### PROVIDED DATA
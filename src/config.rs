//! Configuration System
//!
//! Handles loading configuration from files and environment variables.
//! Supports TOML config files and environment variable overrides.

use serde::Deserialize;
use std::path::{Path, PathBuf};

/// Main configuration structure
#[derive(Debug, Clone, Deserialize)]
pub struct Config {
    #[serde(default)]
    pub api: ApiConfig,

    #[serde(default)]
    pub coach: CoachConfig,

    #[serde(default)]
    pub speech: SpeechConfig,

    #[serde(default)]
    pub logging: LoggingConfig,
}

/// API server configuration
#[derive(Debug, Clone, Deserialize)]
pub struct ApiConfig {
    #[serde(default = "default_host")]
    pub host: String,

    #[serde(default = "default_port")]
    pub port: u16,

    #[serde(default)]
    pub cors_origins: Vec<String>,

    #[serde(default = "default_request_timeout")]
    pub request_timeout_secs: u64,
}

fn default_host() -> String {
    "0.0.0.0".to_string()
}

fn default_port() -> u16 {
    8090
}

fn default_request_timeout() -> u64 {
    30
}

impl Default for ApiConfig {
    fn default() -> Self {
        Self {
            host: default_host(),
            port: default_port(),
            cors_origins: vec![
                "http://localhost:8092".to_string(),
                "http://127.0.0.1:8092".to_string(),
            ],
            request_timeout_secs: default_request_timeout(),
        }
    }
}

/// Coach chat model configuration
///
/// Points at any OpenAI-compatible chat completions endpoint.
/// The API key is only read from the OPENAI_API_KEY environment
/// variable; when absent, the rule-based fallback answers all chat.
#[derive(Debug, Clone, Deserialize)]
pub struct CoachConfig {
    #[serde(default = "default_coach_url")]
    pub base_url: String,

    #[serde(default = "default_coach_model")]
    pub model: String,

    #[serde(default = "default_coach_temperature")]
    pub temperature: f64,

    #[serde(default = "default_coach_max_tokens")]
    pub max_tokens: u32,

    #[serde(default = "default_coach_timeout")]
    pub request_timeout_ms: u64,

    #[serde(skip)]
    pub api_key: Option<String>,
}

fn default_coach_url() -> String {
    "https://api.openai.com".to_string()
}

fn default_coach_model() -> String {
    "gpt-3.5-turbo".to_string()
}

fn default_coach_temperature() -> f64 {
    0.7
}

fn default_coach_max_tokens() -> u32 {
    500
}

fn default_coach_timeout() -> u64 {
    30_000
}

impl Default for CoachConfig {
    fn default() -> Self {
        Self {
            base_url: default_coach_url(),
            model: default_coach_model(),
            temperature: default_coach_temperature(),
            max_tokens: default_coach_max_tokens(),
            request_timeout_ms: default_coach_timeout(),
            api_key: None,
        }
    }
}

/// Speech synthesis configuration
#[derive(Debug, Clone, Deserialize)]
pub struct SpeechConfig {
    #[serde(default = "default_speech_url")]
    pub base_url: String,

    #[serde(default = "default_speech_language")]
    pub language: String,

    #[serde(default = "default_speech_timeout")]
    pub request_timeout_ms: u64,
}

fn default_speech_url() -> String {
    "https://translate.google.com".to_string()
}

fn default_speech_language() -> String {
    "en".to_string()
}

fn default_speech_timeout() -> u64 {
    10_000
}

impl Default for SpeechConfig {
    fn default() -> Self {
        Self {
            base_url: default_speech_url(),
            language: default_speech_language(),
            request_timeout_ms: default_speech_timeout(),
        }
    }
}

/// Logging configuration
#[derive(Debug, Clone, Deserialize)]
pub struct LoggingConfig {
    #[serde(default = "default_log_level")]
    pub level: String,

    #[serde(default = "default_log_format")]
    pub format: String,

    pub file: Option<String>,
}

fn default_log_level() -> String {
    "info".to_string()
}

fn default_log_format() -> String {
    "pretty".to_string()
}

impl Default for LoggingConfig {
    fn default() -> Self {
        Self {
            level: default_log_level(),
            format: default_log_format(),
            file: None,
        }
    }
}

impl Config {
    /// Load configuration from a file
    pub fn load(path: &Path) -> Result<Self, ConfigError> {
        let content = std::fs::read_to_string(path).map_err(|e| ConfigError::Io {
            path: path.to_path_buf(),
            error: e.to_string(),
        })?;

        let mut config: Config = toml::from_str(&content).map_err(|e| ConfigError::Parse {
            path: path.to_path_buf(),
            error: e.to_string(),
        })?;

        config.coach.api_key = read_api_key();
        Ok(config)
    }

    /// Load configuration from environment variables only
    pub fn from_env() -> Self {
        let mut config = Config::default();
        config.apply_env_overrides();
        config
    }

    /// Load configuration with environment variable overrides
    pub fn load_with_env(path: &Path) -> Result<Self, ConfigError> {
        let mut config = Self::load(path)?;
        config.apply_env_overrides();
        Ok(config)
    }

    /// Load from default locations or environment
    pub fn load_default() -> Self {
        let config_paths = [
            dirs::config_dir().map(|p| p.join("regimen").join("config.toml")),
            Some(PathBuf::from("/etc/regimen/config.toml")),
            Some(PathBuf::from("./config.toml")),
        ];

        for path_opt in config_paths.iter().flatten() {
            if path_opt.exists() {
                match Self::load_with_env(path_opt) {
                    Ok(config) => {
                        tracing::info!("Loaded config from {:?}", path_opt);
                        return config;
                    }
                    Err(e) => {
                        tracing::warn!("Failed to load config from {:?}: {}", path_opt, e);
                    }
                }
            }
        }

        tracing::info!("Using default config with environment overrides");
        Self::from_env()
    }

    /// Apply environment variable overrides to an existing config
    fn apply_env_overrides(&mut self) {
        // API overrides
        if let Ok(host) = std::env::var("REGIMEN_API_HOST") {
            self.api.host = host;
        }
        if let Ok(port) = std::env::var("REGIMEN_API_PORT") {
            if let Ok(p) = port.parse() {
                self.api.port = p;
            }
        }

        // Coach overrides
        if let Ok(url) = std::env::var("REGIMEN_COACH_URL") {
            self.coach.base_url = url;
        }
        if let Ok(model) = std::env::var("REGIMEN_COACH_MODEL") {
            self.coach.model = model;
        }
        if let Some(key) = read_api_key() {
            self.coach.api_key = Some(key);
        }

        // Speech overrides
        if let Ok(url) = std::env::var("REGIMEN_SPEECH_URL") {
            self.speech.base_url = url;
        }

        // Logging overrides
        if let Ok(level) = std::env::var("REGIMEN_LOG_LEVEL") {
            self.logging.level = level;
        }
        if let Ok(format) = std::env::var("REGIMEN_LOG_FORMAT") {
            self.logging.format = format;
        }
    }
}

fn read_api_key() -> Option<String> {
    std::env::var("OPENAI_API_KEY")
        .ok()
        .filter(|k| !k.trim().is_empty())
}

impl Default for Config {
    fn default() -> Self {
        Self {
            api: ApiConfig::default(),
            coach: CoachConfig::default(),
            speech: SpeechConfig::default(),
            logging: LoggingConfig::default(),
        }
    }
}

/// Configuration errors
#[derive(Debug, thiserror::Error)]
pub enum ConfigError {
    #[error("Failed to read config file {path:?}: {error}")]
    Io { path: PathBuf, error: String },

    #[error("Failed to parse config file {path:?}: {error}")]
    Parse { path: PathBuf, error: String },
}

/// Generate a default config file content
pub fn generate_default_config() -> String {
    r#"# Regimen Configuration
#
# Environment variables override these settings:
# - REGIMEN_API_HOST
# - REGIMEN_API_PORT
# - REGIMEN_COACH_URL
# - REGIMEN_COACH_MODEL
# - REGIMEN_SPEECH_URL
# - REGIMEN_LOG_LEVEL
# - REGIMEN_LOG_FORMAT
# - OPENAI_API_KEY (never stored in this file)

[api]
# API server host
host = "0.0.0.0"

# API server port
port = 8090

# Allowed CORS origins
cors_origins = ["http://localhost:8092", "http://127.0.0.1:8092"]

# Request timeout in seconds
request_timeout_secs = 30

[coach]
# OpenAI-compatible chat completions endpoint
base_url = "https://api.openai.com"

# Chat model name
model = "gpt-3.5-turbo"

# Sampling temperature
temperature = 0.7

# Reply length cap
max_tokens = 500

# Request timeout in milliseconds
request_timeout_ms = 30000

[speech]
# Speech synthesis endpoint
base_url = "https://translate.google.com"

# Speech language
language = "en"

# Per-chunk request timeout in milliseconds
request_timeout_ms = 10000

[logging]
# Log level: trace, debug, info, warn, error
level = "info"

# Log format: pretty (for development) or json (for production)
format = "pretty"

# Optional log file path
# file = "/var/log/regimen/regimen.log"
"#
    .to_string()
}

#[cfg(test)]
mod tests {
    use super::*;
    use std::io::Write;

    #[test]
    fn test_defaults() {
        let config = Config::default();
        assert_eq!(config.api.port, 8090);
        assert_eq!(config.coach.model, "gpt-3.5-turbo");
        assert_eq!(config.coach.max_tokens, 500);
        assert_eq!(config.speech.language, "en");
        assert_eq!(config.logging.format, "pretty");
    }

    #[test]
    fn test_load_partial_file() {
        let mut file = tempfile::NamedTempFile::new().unwrap();
        write!(
            file,
            r#"
[api]
port = 9000

[coach]
model = "local-llama"
"#
        )
        .unwrap();

        let config = Config::load(file.path()).unwrap();
        assert_eq!(config.api.port, 9000);
        assert_eq!(config.coach.model, "local-llama");
        // Unset sections keep their defaults
        assert_eq!(config.api.host, "0.0.0.0");
        assert_eq!(config.speech.base_url, "https://translate.google.com");
    }

    #[test]
    fn test_load_invalid_file() {
        let mut file = tempfile::NamedTempFile::new().unwrap();
        write!(file, "not valid toml [[[").unwrap();

        let result = Config::load(file.path());
        assert!(matches!(result, Err(ConfigError::Parse { .. })));
    }

    #[test]
    fn test_generated_config_parses() {
        let content = generate_default_config();
        let config: Config = toml::from_str(&content).unwrap();
        assert_eq!(config.api.port, default_port());
        assert_eq!(config.coach.model, default_coach_model());
    }
}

### YOUR TASK
If a line in the listing includes the word "server", it counts; report the number of such lines and nothing else.

### ANSWER FOR THE TASK
3